Top of Dataset records

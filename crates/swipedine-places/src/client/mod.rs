//! HTTP client for the place-search provider backends.

mod fetch_all;
mod legacy;
mod modern;

use std::time::Duration;

use reqwest::Client;
use swipedine_core::app_config::ProviderKind;
use swipedine_core::query::SearchQuery;

use crate::error::PlacesError;
use crate::types::ResultPage;

// Re-export for test visibility via `use super::*`
#[cfg(test)]
use legacy::build_legacy_params;
#[cfg(test)]
use modern::{build_modern_body, price_levels_up_to};

pub(super) const DEFAULT_LEGACY_BASE_URL: &str = "https://maps.googleapis.com";
pub(super) const DEFAULT_MODERN_BASE_URL: &str = "https://places.googleapis.com";

/// Searches one backend of the places provider, one session's worth of
/// pagination at a time.
///
/// The backend is fixed at construction; [`PlacesClient::fetch_page`]
/// dispatches to it so callers never branch on provider kind. Failures are
/// returned as typed errors and never retried here: whether to try again is
/// the caller's decision.
pub struct PlacesClient {
    pub(super) client: Client,
    pub(super) api_key: String,
    pub(super) provider: ProviderKind,
    /// Origin of the provider endpoint, no trailing slash.
    pub(super) base_url: String,
    /// Pagination cap; exceeding it fails the whole search.
    pub(super) max_pages: usize,
    /// Pacing delay between page requests. The legacy backend rejects a
    /// continuation token used too soon (`INVALID_REQUEST`), so this is a
    /// correctness requirement, not throttling.
    pub(super) inter_page_delay_ms: u64,
}

impl PlacesClient {
    /// Creates a `PlacesClient` against the backend's production base URL.
    ///
    /// # Errors
    ///
    /// Returns [`PlacesError::Http`] if the underlying `reqwest::Client`
    /// cannot be constructed (e.g., invalid TLS config).
    pub fn new(
        api_key: &str,
        provider: ProviderKind,
        timeout_secs: u64,
        user_agent: &str,
        max_pages: usize,
        inter_page_delay_ms: u64,
    ) -> Result<Self, PlacesError> {
        let base_url = match provider {
            ProviderKind::Legacy => DEFAULT_LEGACY_BASE_URL,
            ProviderKind::Modern => DEFAULT_MODERN_BASE_URL,
        };
        Self::with_base_url(
            api_key,
            provider,
            timeout_secs,
            user_agent,
            max_pages,
            inter_page_delay_ms,
            base_url,
        )
    }

    /// Creates a `PlacesClient` against an explicit base URL, used by tests
    /// to point at a local mock server.
    ///
    /// # Errors
    ///
    /// Returns [`PlacesError::InvalidBaseUrl`] if `base_url` does not parse,
    /// or [`PlacesError::Http`] if the `reqwest::Client` cannot be built.
    pub fn with_base_url(
        api_key: &str,
        provider: ProviderKind,
        timeout_secs: u64,
        user_agent: &str,
        max_pages: usize,
        inter_page_delay_ms: u64,
        base_url: &str,
    ) -> Result<Self, PlacesError> {
        let base_url = normalize_base_url(base_url)?;
        let client = Client::builder()
            .timeout(Duration::from_secs(timeout_secs))
            .connect_timeout(Duration::from_secs(10))
            .user_agent(user_agent)
            .build()?;
        Ok(Self {
            client,
            api_key: api_key.to_owned(),
            provider,
            base_url,
            max_pages,
            inter_page_delay_ms,
        })
    }

    /// Fetches one page of raw places for `query`.
    ///
    /// `page_token`, when present, is a continuation token from the previous
    /// page and is replayed verbatim. The modern backend has no pagination
    /// and ignores it.
    ///
    /// # Errors
    ///
    /// - [`PlacesError::Http`] — network or TLS failure.
    /// - [`PlacesError::UnexpectedStatus`] — non-2xx HTTP status.
    /// - [`PlacesError::ProviderStatus`] — 2xx with a rejecting body envelope
    ///   (legacy backend only).
    /// - [`PlacesError::Deserialize`] — body is not the documented shape.
    pub async fn fetch_page(
        &self,
        query: &SearchQuery,
        page_token: Option<&str>,
    ) -> Result<ResultPage, PlacesError> {
        match self.provider {
            ProviderKind::Legacy => self.fetch_legacy_page(query, page_token).await,
            ProviderKind::Modern => self.fetch_modern_page(query).await,
        }
    }
}

/// Validates the base URL and strips any trailing slash so path joins are
/// uniform. Shared by every HTTP client in this crate.
pub(crate) fn normalize_base_url(base_url: &str) -> Result<String, PlacesError> {
    reqwest::Url::parse(base_url).map_err(|e| PlacesError::InvalidBaseUrl {
        base_url: base_url.to_owned(),
        reason: e.to_string(),
    })?;
    Ok(base_url.trim_end_matches('/').to_owned())
}

#[cfg(test)]
#[path = "../client_test.rs"]
mod tests;
//! Dedup and rating filter over normalized candidates.

use std::collections::HashSet;

use swipedine_core::restaurant::Restaurant;

/// Drops candidates the user has already swiped on (either verdict) and,
/// when `min_rating` is supplied, candidates rated below it.
///
/// Input order is preserved: randomizing the presentation is a separate,
/// explicit stage so this one stays testable on its own.
#[must_use]
pub fn filter_candidates(
    candidates: Vec<Restaurant>,
    decided_ids: &HashSet<String>,
    min_rating: Option<f64>,
) -> Vec<Restaurant> {
    candidates
        .into_iter()
        .filter(|candidate| !decided_ids.contains(&candidate.place_id))
        .filter(|candidate| min_rating.is_none_or(|min| candidate.rating >= min))
        .collect()
}
use crate::geo::Coordinate;

/// Parameters for one provider search. Built when an origin resolves and
/// immutable for the life of that search.
#[derive(Debug, Clone, PartialEq)]
pub struct SearchQuery {
    pub origin: Coordinate,
    /// Search radius around the origin.
    pub max_distance_meters: f64,
    /// Drop candidates rated below this, applied after normalization.
    pub min_rating: Option<f64>,
    /// Provider-side price cap, canonical 0–4 scale.
    pub max_price_level: Option<u8>,
}

impl SearchQuery {
    #[must_use]
    pub fn new(origin: Coordinate, max_distance_meters: f64) -> Self {
        Self {
            origin,
            max_distance_meters,
            min_rating: None,
            max_price_level: None,
        }
    }

    #[must_use]
    pub fn with_min_rating(mut self, min_rating: f64) -> Self {
        self.min_rating = Some(min_rating);
        self
    }

    /// Caps results at the given price tier, clamped into the canonical 0–4
    /// range.
    #[must_use]
    pub fn with_max_price_level(mut self, max_price_level: u8) -> Self {
        self.max_price_level = Some(max_price_level.min(4));
        self
    }
}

Bottom of Dataset records

Give the listing again. Leave every word as it stands.

## Written answer
filename crates/swipedine-places/src/client/mod.rs
//! HTTP client for the place-search provider backends.

mod fetch_all;
mod legacy;
mod modern;

use std::time::Duration;

use reqwest::Client;
use swipedine_core::app_config::ProviderKind;
use swipedine_core::query::SearchQuery;

use crate::error::PlacesError;
use crate::types::ResultPage;

// Re-export for test visibility via `use super::*`
#[cfg(test)]
use legacy::build_legacy_params;
#[cfg(test)]
use modern::{build_modern_body, price_levels_up_to};

pub(super) const DEFAULT_LEGACY_BASE_URL: &str = "https://maps.googleapis.com";
pub(super) const DEFAULT_MODERN_BASE_URL: &str = "https://places.googleapis.com";

/// Searches one backend of the places provider, one session's worth of
/// pagination at a time.
///
/// The backend is fixed at construction; [`PlacesClient::fetch_page`]
/// dispatches to it so callers never branch on provider kind. Failures are
/// returned as typed errors and never retried here: whether to try again is
/// the caller's decision.
pub struct PlacesClient {
    pub(super) client: Client,
    pub(super) api_key: String,
    pub(super) provider: ProviderKind,
    /// Origin of the provider endpoint, no trailing slash.
    pub(super) base_url: String,
    /// Pagination cap; exceeding it fails the whole search.
    pub(super) max_pages: usize,
    /// Pacing delay between page requests. The legacy backend rejects a
    /// continuation token used too soon (`INVALID_REQUEST`), so this is a
    /// correctness requirement, not throttling.
    pub(super) inter_page_delay_ms: u64,
}

impl PlacesClient {
    /// Creates a `PlacesClient` against the backend's production base URL.
    ///
    /// # Errors
    ///
    /// Returns [`PlacesError::Http`] if the underlying `reqwest::Client`
    /// cannot be constructed (e.g., invalid TLS config).
    pub fn new(
        api_key: &str,
        provider: ProviderKind,
        timeout_secs: u64,
        user_agent: &str,
        max_pages: usize,
        inter_page_delay_ms: u64,
    ) -> Result<Self, PlacesError> {
        let base_url = match provider {
            ProviderKind::Legacy => DEFAULT_LEGACY_BASE_URL,
            ProviderKind::Modern => DEFAULT_MODERN_BASE_URL,
        };
        Self::with_base_url(
            api_key,
            provider,
            timeout_secs,
            user_agent,
            max_pages,
            inter_page_delay_ms,
            base_url,
        )
    }

    /// Creates a `PlacesClient` against an explicit base URL, used by tests
    /// to point at a local mock server.
    ///
    /// # Errors
    ///
    /// Returns [`PlacesError::InvalidBaseUrl`] if `base_url` does not parse,
    /// or [`PlacesError::Http`] if the `reqwest::Client` cannot be built.
    pub fn with_base_url(
        api_key: &str,
        provider: ProviderKind,
        timeout_secs: u64,
        user_agent: &str,
        max_pages: usize,
        inter_page_delay_ms: u64,
        base_url: &str,
    ) -> Result<Self, PlacesError> {
        let base_url = normalize_base_url(base_url)?;
        let client = Client::builder()
            .timeout(Duration::from_secs(timeout_secs))
            .connect_timeout(Duration::from_secs(10))
            .user_agent(user_agent)
            .build()?;
        Ok(Self {
            client,
            api_key: api_key.to_owned(),
            provider,
            base_url,
            max_pages,
            inter_page_delay_ms,
        })
    }

    /// Fetches one page of raw places for `query`.
    ///
    /// `page_token`, when present, is a continuation token from the previous
    /// page and is replayed verbatim. The modern backend has no pagination
    /// and ignores it.
    ///
    /// # Errors
    ///
    /// - [`PlacesError::Http`] — network or TLS failure.
    /// - [`PlacesError::UnexpectedStatus`] — non-2xx HTTP status.
    /// - [`PlacesError::ProviderStatus`] — 2xx with a rejecting body envelope
    ///   (legacy backend only).
    /// - [`PlacesError::Deserialize`] — body is not the documented shape.
    pub async fn fetch_page(
        &self,
        query: &SearchQuery,
        page_token: Option<&str>,
    ) -> Result<ResultPage, PlacesError> {
        match self.provider {
            ProviderKind::Legacy => self.fetch_legacy_page(query, page_token).await,
            ProviderKind::Modern => self.fetch_modern_page(query).await,
        }
    }
}

/// Validates the base URL and strips any trailing slash so path joins are
/// uniform. Shared by every HTTP client in this crate.
pub(crate) fn normalize_base_url(base_url: &str) -> Result<String, PlacesError> {
    reqwest::Url::parse(base_url).map_err(|e| PlacesError::InvalidBaseUrl {
        base_url: base_url.to_owned(),
        reason: e.to_string(),
    })?;
    Ok(base_url.trim_end_matches('/').to_owned())
}

#[cfg(test)]
#[path = "../client_test.rs"]
mod tests;
//! Dedup and rating filter over normalized candidates.

use std::collections::HashSet;

use swipedine_core::restaurant::Restaurant;

/// Drops candidates the user has already swiped on (either verdict) and,
/// when `min_rating` is supplied, candidates rated below it.
///
/// Input order is preserved: randomizing the presentation is a separate,
/// explicit stage so this one stays testable on its own.
#[must_use]
pub fn filter_candidates(
    candidates: Vec<Restaurant>,
    decided_ids: &HashSet<String>,
    min_rating: Option<f64>,
) -> Vec<Restaurant> {
    candidates
        .into_iter()
        .filter(|candidate| !decided_ids.contains(&candidate.place_id))
        .filter(|candidate| min_rating.is_none_or(|min| candidate.rating >= min))
        .collect()
}
use crate::geo::Coordinate;

/// Parameters for one provider search. Built when an origin resolves and
/// immutable for the life of that search.
#[derive(Debug, Clone, PartialEq)]
pub struct SearchQuery {
    pub origin: Coordinate,
    /// Search radius around the origin.
    pub max_distance_meters: f64,
    /// Drop candidates rated below this, applied after normalization.
    pub min_rating: Option<f64>,
    /// Provider-side price cap, canonical 0–4 scale.
    pub max_price_level: Option<u8>,
}

impl SearchQuery {
    #[must_use]
    pub fn new(origin: Coordinate, max_distance_meters: f64) -> Self {
        Self {
            origin,
            max_distance_meters,
            min_rating: None,
            max_price_level: None,
        }
    }

    #[must_use]
    pub fn with_min_rating(mut self, min_rating: f64) -> Self {
        self.min_rating = Some(min_rating);
        self
    }

    /// Caps results at the given price tier, clamped into the canonical 0–4
    /// range.
    #[must_use]
    pub fn with_max_price_level(mut self, max_price_level: u8) -> Self {
        self.max_price_level = Some(max_price_level.min(4));
        self
    }
}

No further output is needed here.